• EXERCISE AIM
When you come to the line with "current.extend(offspring.into_iter().take(replaced));", begin repeating; continue exactly through the final line of the records and include nothing from before.

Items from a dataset
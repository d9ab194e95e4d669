use crate::chromosome::Chromosome;
use crate::error::{GeneticError, Result};
use crate::replacement::{count_from_percentage, sort_by_fitness_desc, ReplacementStrategy};

/// Which current individuals make room for offspring.
#[cfg_attr(feature = "serde", derive(serde::Serialize, serde::Deserialize))]
#[derive(Debug, Clone, Copy, PartialEq, Eq, Default)]
pub enum SteadyStateMode {
    /// The least fit individuals are replaced.
    #[default]
    Fitness,
    /// The oldest individuals are replaced. Chromosomes carry no age, so this
    /// currently behaves like `Fitness`.
    Age,
    /// Offspring replace their own parents. Parentage is not tracked, so this
    /// currently behaves like `Fitness`.
    Parent,
}

/// Replaces a small number of individuals each generation.
///
/// With `R = min(replacement_count, offspring.len())`, the next population is
/// the best `len - R` current individuals followed by the best `R` offspring.
#[cfg_attr(feature = "serde", derive(serde::Serialize, serde::Deserialize))]
#[derive(Debug, Clone, Copy, PartialEq, Eq)]
pub struct SteadyStateReplacement {
    replacement_count: usize,
    mode: SteadyStateMode,
}

impl SteadyStateReplacement {
    /// Creates a fitness-based steady state replacement.
    ///
    /// # Errors
    ///
    /// Returns `GeneticError::InvalidArgument` if `replacement_count` is zero.
    pub fn new(replacement_count: usize) -> Result<Self> {
        Self::with_mode(replacement_count, SteadyStateMode::Fitness)
    }

    pub fn with_mode(replacement_count: usize, mode: SteadyStateMode) -> Result<Self> {
        if replacement_count == 0 {
            return Err(GeneticError::InvalidArgument(
                "Replacement count must be positive".to_string(),
            ));
        }
        if mode != SteadyStateMode::Fitness {
            tracing::warn!(
                ?mode,
                "Steady state mode is not supported, falling back to fitness-based replacement"
            );
        }
        Ok(Self {
            replacement_count,
            mode,
        })
    }

    /// Replaces `percentage` of `population_size` each generation, at least one.
    pub fn with_percentage(population_size: usize, percentage: f64) -> Result<Self> {
        Self::new(count_from_percentage(population_size, percentage, 1)?)
    }

    /// Replaces ten percent of `population_size` each generation, at least one.
    pub fn with_standard_rate(population_size: usize) -> Result<Self> {
        Self::new(count_from_percentage(population_size, 0.1, 1)?)
    }

    pub fn replacement_count(&self) -> usize {
        self.replacement_count
    }

    pub fn mode(&self) -> SteadyStateMode {
        self.mode
    }
}

impl<C> ReplacementStrategy<C> for SteadyStateReplacement
where
    C: Chromosome,
{
    fn replace_population(&self, mut current: Vec<C>, mut offspring: Vec<C>) -> Result<Vec<C>> {
        if current.is_empty() {
            return Ok(Vec::new());
        }
        if offspring.is_empty() {
            return Ok(current);
        }
        if self.replacement_count >= current.len() {
            return Err(GeneticError::InvalidArgument(format!(
                "Replacement count ({}) must be smaller than the population size ({})",
                self.replacement_count,
                current.len()
            )));
        }

        let replaced = self.replacement_count.min(offspring.len());
        sort_by_fitness_desc(&mut current);
        sort_by_fitness_desc(&mut offspring);

        current.truncate(current.len() - replaced);
        current.extend(offspring.into_iter().take(replaced));
        Ok(current)
    }
}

• SOLUTION
        current.extend(offspring.into_iter().take(replaced));
        Ok(current)
    }
}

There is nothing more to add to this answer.